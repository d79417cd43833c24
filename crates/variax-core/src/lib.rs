//! VariaX Core - Attribute-based variant selection primitives
//!
//! This crate provides the foundational data structures and evaluators for
//! VariaX, including:
//! - Attribute, value and container models with immutable semantics
//! - The attribute schema registry with per-attribute rule strategies
//! - The compatibility evaluator (candidate filtering with full mismatch capture)
//! - The disambiguation engine (precedence-ordered tie-breaking with trace)
//! - Canonical error and logging facilities
//!
//! The selection orchestrator that composes these evaluators into the full
//! `select()` algorithm lives in `variax-engine`.

pub mod errors;
pub mod logging_facility;
pub mod model;
pub mod rules;
pub mod schema;

// Re-export commonly used types
pub use errors::{Result, VariaxError, VxError, VxErrorKind};
pub use model::{Attribute, AttributeContainer, AttributeValue, AttributeValueKind, CandidateVariant};
pub use rules::{
    disambiguate, filter_compatible, AttributeMismatch, CandidateRejection, Compatibility,
    CompatibilityOutcome, DisambiguationOutcome, DisambiguationStep,
};
pub use schema::{AttributeSchema, AttributeSchemaBuilder, CompatibilityRule, DisambiguationRule};
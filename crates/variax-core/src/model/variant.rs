//! Candidate variant model
//!
//! A candidate variant is one option a consumer might resolve to: an opaque,
//! caller-owned identifier paired with the attribute container the producer
//! declared for it. The engine treats variants as plain values and owns no
//! resources through them.

use crate::model::AttributeContainer;
use serde::{Deserialize, Serialize};
use std::fmt;

/// One selectable producer variant.
#[derive(Debug, Clone, PartialEq, Eq, Serialize, Deserialize)]
pub struct CandidateVariant {
    /// Caller-owned identifier (e.g. which producer/configuration this is)
    pub id: String,

    /// The attributes this variant declares
    pub attributes: AttributeContainer,
}

impl CandidateVariant {
    /// Create a new candidate variant
    pub fn new(id: impl Into<String>, attributes: AttributeContainer) -> Self {
        Self {
            id: id.into(),
            attributes,
        }
    }
}

impl fmt::Display for CandidateVariant {
    fn fmt(&self, f: &mut fmt::Formatter<'_>) -> fmt::Result {
        write!(f, "CandidateVariant({}, {})", self.id, self.attributes)
    }
}

#[cfg(test)]
mod tests {
    use super::*;
    use crate::model::AttributeValue;

    #[test]
    fn test_variant_new() {
        let attrs = AttributeContainer::builder()
            .attribute("color", AttributeValue::token("blue"))
            .build();
        let v = CandidateVariant::new("lib:release", attrs.clone());

        assert_eq!(v.id, "lib:release");
        assert_eq!(v.attributes, attrs);
    }

    #[test]
    fn test_variant_display() {
        let v = CandidateVariant::new(
            "v1",
            AttributeContainer::builder()
                .attribute("color", AttributeValue::token("blue"))
                .build(),
        );
        assert_eq!(v.to_string(), "CandidateVariant(v1, {color=blue})");
    }

    #[test]
    fn test_variant_is_a_value_type() {
        let v = CandidateVariant::new("v1", AttributeContainer::empty());
        let copy = v.clone();
        assert_eq!(v, copy);
    }
}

* * * * *

Locate all lines in the listing above with the word "schema". Copy them.

//! - The attribute schema registry with per-attribute rule strategies
pub mod schema;
pub use schema::{AttributeSchema, AttributeSchemaBuilder, CompatibilityRule, DisambiguationRule};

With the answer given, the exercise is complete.